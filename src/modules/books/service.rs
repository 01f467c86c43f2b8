//! Read and write use cases of the books module.

use time::OffsetDateTime;

use super::error::BooksResult;
use super::models::{Book, BookDetail, BookId, NewReview, Review, ReviewForm};
use super::repository::BookRepository;
use super::validation::validate_review;

/// Read-only queries over the catalog.
#[derive(Debug, Clone)]
pub struct BookQueryService {
    repo: BookRepository,
}

impl BookQueryService {
    pub fn new(repo: BookRepository) -> Self {
        Self { repo }
    }

    /// All books, ordered by title.
    pub async fn list_books(&self) -> BooksResult<Vec<Book>> {
        self.repo.list_books().await
    }

    /// One book, or `NotFound`.
    pub async fn get_book(&self, id: BookId) -> BooksResult<Book> {
        self.repo.get_book(id).await
    }

    /// Reviews of a book, most recent first.
    pub async fn list_reviews_for_book(&self, book_id: BookId) -> BooksResult<Vec<Review>> {
        self.repo.list_reviews_for_book(book_id).await
    }

    /// Book plus its reviews.
    pub async fn book_detail(&self, id: BookId) -> BooksResult<BookDetail> {
        let book = self.get_book(id).await?;
        let reviews = self.list_reviews_for_book(book.id).await?;
        Ok(BookDetail { book, reviews })
    }
}

/// Accepts review submissions.
#[derive(Debug, Clone)]
pub struct ReviewService {
    repo: BookRepository,
}

impl ReviewService {
    pub fn new(repo: BookRepository) -> Self {
        Self { repo }
    }

    /// Validate and store a review for `book_id`.
    ///
    /// # Contract
    /// - Unknown book: `NotFound`, checked before the form is looked at.
    /// - Invalid form: `Validation`, nothing written.
    /// - Otherwise exactly one review is inserted, stamped with the current
    ///   UTC time.
    pub async fn submit_review(&self, book_id: BookId, form: &ReviewForm) -> BooksResult<Review> {
        let book = self.repo.get_book(book_id).await?;
        let valid = validate_review(form)?;

        let review = self
            .repo
            .insert_review(NewReview {
                book_id: book.id,
                username: valid.username,
                rating: valid.rating,
                comment: valid.comment,
                created_at: OffsetDateTime::now_utc(),
            })
            .await?;

        tracing::info!(
            book_id = review.book_id,
            review_id = review.id,
            rating = review.rating,
            "review added"
        );
        Ok(review)
    }
}

#[cfg(test)]
mod tests {
    use super::*;
    use crate::modules::books::error::BooksError;
    use crate::modules::books::seed::seed_books;
    use crate::modules::books::test_support::migrated_repository;
    use crate::modules::books::validation::{Rating, ValidationError};
    use time::Duration;

    async fn seeded() -> (BookQueryService, ReviewService, Book) {
        let repo = migrated_repository().await;
        seed_books(&repo).await.unwrap();
        let queries = BookQueryService::new(repo.clone());
        let book = queries.list_books().await.unwrap().remove(0);
        (queries, ReviewService::new(repo), book)
    }

    #[tokio::test]
    async fn get_book_for_unknown_id_is_not_found() {
        let (queries, _, _) = seeded().await;
        assert!(matches!(
            queries.get_book(9_999).await,
            Err(BooksError::NotFound(9_999))
        ));
        assert!(matches!(
            queries.book_detail(9_999).await,
            Err(BooksError::NotFound(9_999))
        ));
    }

    #[tokio::test]
    async fn valid_submission_is_stored_and_listed_first() {
        let (queries, reviews, book) = seeded().await;

        let earlier = OffsetDateTime::now_utc() - Duration::hours(1);
        reviews
            .repo
            .insert_review(NewReview {
                book_id: book.id,
                username: "bob".to_string(),
                rating: Rating::new(3).unwrap(),
                comment: "Decent".to_string(),
                created_at: earlier,
            })
            .await
            .unwrap();

        let stored = reviews
            .submit_review(book.id, &ReviewForm::new("alice", "5", "Great read"))
            .await
            .unwrap();

        assert_eq!(stored.rating, 5);
        assert_eq!(stored.username, "alice");
        assert_eq!(stored.comment, "Great read");

        let listed = queries.list_reviews_for_book(book.id).await.unwrap();
        assert_eq!(listed.len(), 2);
        assert_eq!(listed[0], stored);
    }

    #[tokio::test]
    async fn out_of_range_rating_writes_nothing() {
        let (queries, reviews, book) = seeded().await;

        let err = reviews
            .submit_review(book.id, &ReviewForm::new("alice", "6", "Great read"))
            .await
            .unwrap_err();

        assert!(matches!(
            err,
            BooksError::Validation(ValidationError::InvalidRating(_))
        ));
        assert_eq!(err.to_string(), "Rating must be a number between 1 and 5.");
        assert!(queries
            .list_reviews_for_book(book.id)
            .await
            .unwrap()
            .is_empty());
    }

    #[tokio::test]
    async fn non_numeric_rating_is_rejected_like_out_of_range() {
        let (queries, reviews, book) = seeded().await;

        let err = reviews
            .submit_review(book.id, &ReviewForm::new("alice", "abc", "Great read"))
            .await
            .unwrap_err();

        assert_eq!(err.to_string(), "Rating must be a number between 1 and 5.");
        assert!(queries
            .list_reviews_for_book(book.id)
            .await
            .unwrap()
            .is_empty());
    }

    #[tokio::test]
    async fn empty_username_is_rejected_with_required_message() {
        let (queries, reviews, book) = seeded().await;

        let err = reviews
            .submit_review(book.id, &ReviewForm::new("", "4", "Good"))
            .await
            .unwrap_err();

        assert_eq!(err.to_string(), "All fields are required.");
        assert!(queries
            .list_reviews_for_book(book.id)
            .await
            .unwrap()
            .is_empty());
    }

    #[tokio::test]
    async fn unknown_book_wins_over_invalid_form() {
        let (_, reviews, _) = seeded().await;

        let err = reviews
            .submit_review(424_242, &ReviewForm::default())
            .await
            .unwrap_err();

        assert!(matches!(err, BooksError::NotFound(424_242)));
    }

    #[tokio::test]
    async fn reviews_from_different_times_come_back_newest_first() {
        let (queries, reviews, book) = seeded().await;
        let now = OffsetDateTime::now_utc();

        for (name, minutes_ago) in [("two", 20), ("one", 40), ("three", 0)] {
            reviews
                .repo
                .insert_review(NewReview {
                    book_id: book.id,
                    username: name.to_string(),
                    rating: Rating::new(4).unwrap(),
                    comment: "ok".to_string(),
                    created_at: now - Duration::minutes(minutes_ago),
                })
                .await
                .unwrap();
        }

        let names: Vec<String> = queries
            .list_reviews_for_book(book.id)
            .await
            .unwrap()
            .into_iter()
            .map(|review| review.username)
            .collect();
        assert_eq!(names, vec!["three", "two", "one"]);
    }
}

## About this exercise
Set down each line of the material above again, exactly.

## Task output
filename src/modules/books/service.rs
repository 01f467c86c43f2b8
//! Read and write use cases of the books module.

use time::OffsetDateTime;

use super::error::BooksResult;
use super::models::{Book, BookDetail, BookId, NewReview, Review, ReviewForm};
use super::repository::BookRepository;
use super::validation::validate_review;

/// Read-only queries over the catalog.
#[derive(Debug, Clone)]
pub struct BookQueryService {
    repo: BookRepository,
}

impl BookQueryService {
    pub fn new(repo: BookRepository) -> Self {
        Self { repo }
    }

    /// All books, ordered by title.
    pub async fn list_books(&self) -> BooksResult<Vec<Book>> {
        self.repo.list_books().await
    }

    /// One book, or `NotFound`.
    pub async fn get_book(&self, id: BookId) -> BooksResult<Book> {
        self.repo.get_book(id).await
    }

    /// Reviews of a book, most recent first.
    pub async fn list_reviews_for_book(&self, book_id: BookId) -> BooksResult<Vec<Review>> {
        self.repo.list_reviews_for_book(book_id).await
    }

    /// Book plus its reviews.
    pub async fn book_detail(&self, id: BookId) -> BooksResult<BookDetail> {
        let book = self.get_book(id).await?;
        let reviews = self.list_reviews_for_book(book.id).await?;
        Ok(BookDetail { book, reviews })
    }
}

/// Accepts review submissions.
#[derive(Debug, Clone)]
pub struct ReviewService {
    repo: BookRepository,
}

impl ReviewService {
    pub fn new(repo: BookRepository) -> Self {
        Self { repo }
    }

    /// Validate and store a review for `book_id`.
    ///
    /// # Contract
    /// - Unknown book: `NotFound`, checked before the form is looked at.
    /// - Invalid form: `Validation`, nothing written.
    /// - Otherwise exactly one review is inserted, stamped with the current
    ///   UTC time.
    pub async fn submit_review(&self, book_id: BookId, form: &ReviewForm) -> BooksResult<Review> {
        let book = self.repo.get_book(book_id).await?;
        let valid = validate_review(form)?;

        let review = self
            .repo
            .insert_review(NewReview {
                book_id: book.id,
                username: valid.username,
                rating: valid.rating,
                comment: valid.comment,
                created_at: OffsetDateTime::now_utc(),
            })
            .await?;

        tracing::info!(
            book_id = review.book_id,
            review_id = review.id,
            rating = review.rating,
            "review added"
        );
        Ok(review)
    }
}

#[cfg(test)]
mod tests {
    use super::*;
    use crate::modules::books::error::BooksError;
    use crate::modules::books::seed::seed_books;
    use crate::modules::books::test_support::migrated_repository;
    use crate::modules::books::validation::{Rating, ValidationError};
    use time::Duration;

    async fn seeded() -> (BookQueryService, ReviewService, Book) {
        let repo = migrated_repository().await;
        seed_books(&repo).await.unwrap();
        let queries = BookQueryService::new(repo.clone());
        let book = queries.list_books().await.unwrap().remove(0);
        (queries, ReviewService::new(repo), book)
    }

    #[tokio::test]
    async fn get_book_for_unknown_id_is_not_found() {
        let (queries, _, _) = seeded().await;
        assert!(matches!(
            queries.get_book(9_999).await,
            Err(BooksError::NotFound(9_999))
        ));
        assert!(matches!(
            queries.book_detail(9_999).await,
            Err(BooksError::NotFound(9_999))
        ));
    }

    #[tokio::test]
    async fn valid_submission_is_stored_and_listed_first() {
        let (queries, reviews, book) = seeded().await;

        let earlier = OffsetDateTime::now_utc() - Duration::hours(1);
        reviews
            .repo
            .insert_review(NewReview {
                book_id: book.id,
                username: "bob".to_string(),
                rating: Rating::new(3).unwrap(),
                comment: "Decent".to_string(),
                created_at: earlier,
            })
            .await
            .unwrap();

        let stored = reviews
            .submit_review(book.id, &ReviewForm::new("alice", "5", "Great read"))
            .await
            .unwrap();

        assert_eq!(stored.rating, 5);
        assert_eq!(stored.username, "alice");
        assert_eq!(stored.comment, "Great read");

        let listed = queries.list_reviews_for_book(book.id).await.unwrap();
        assert_eq!(listed.len(), 2);
        assert_eq!(listed[0], stored);
    }

    #[tokio::test]
    async fn out_of_range_rating_writes_nothing() {
        let (queries, reviews, book) = seeded().await;

        let err = reviews
            .submit_review(book.id, &ReviewForm::new("alice", "6", "Great read"))
            .await
            .unwrap_err();

        assert!(matches!(
            err,
            BooksError::Validation(ValidationError::InvalidRating(_))
        ));
        assert_eq!(err.to_string(), "Rating must be a number between 1 and 5.");
        assert!(queries
            .list_reviews_for_book(book.id)
            .await
            .unwrap()
            .is_empty());
    }

    #[tokio::test]
    async fn non_numeric_rating_is_rejected_like_out_of_range() {
        let (queries, reviews, book) = seeded().await;

        let err = reviews
            .submit_review(book.id, &ReviewForm::new("alice", "abc", "Great read"))
            .await
            .unwrap_err();

        assert_eq!(err.to_string(), "Rating must be a number between 1 and 5.");
        assert!(queries
            .list_reviews_for_book(book.id)
            .await
            .unwrap()
            .is_empty());
    }

    #[tokio::test]
    async fn empty_username_is_rejected_with_required_message() {
        let (queries, reviews, book) = seeded().await;

        let err = reviews
            .submit_review(book.id, &ReviewForm::new("", "4", "Good"))
            .await
            .unwrap_err();

        assert_eq!(err.to_string(), "All fields are required.");
        assert!(queries
            .list_reviews_for_book(book.id)
            .await
            .unwrap()
            .is_empty());
    }

    #[tokio::test]
    async fn unknown_book_wins_over_invalid_form() {
        let (_, reviews, _) = seeded().await;

        let err = reviews
            .submit_review(424_242, &ReviewForm::default())
            .await
            .unwrap_err();

        assert!(matches!(err, BooksError::NotFound(424_242)));
    }

    #[tokio::test]
    async fn reviews_from_different_times_come_back_newest_first() {
        let (queries, reviews, book) = seeded().await;
        let now = OffsetDateTime::now_utc();

        for (name, minutes_ago) in [("two", 20), ("one", 40), ("three", 0)] {
            reviews
                .repo
                .insert_review(NewReview {
                    book_id: book.id,
                    username: name.to_string(),
                    rating: Rating::new(4).unwrap(),
                    comment: "ok".to_string(),
                    created_at: now - Duration::minutes(minutes_ago),
                })
                .await
                .unwrap();
        }

        let names: Vec<String> = queries
            .list_reviews_for_book(book.id)
            .await
            .unwrap()
            .into_iter()
            .map(|review| review.username)
            .collect();
        assert_eq!(names, vec!["three", "two", "one"]);
    }
}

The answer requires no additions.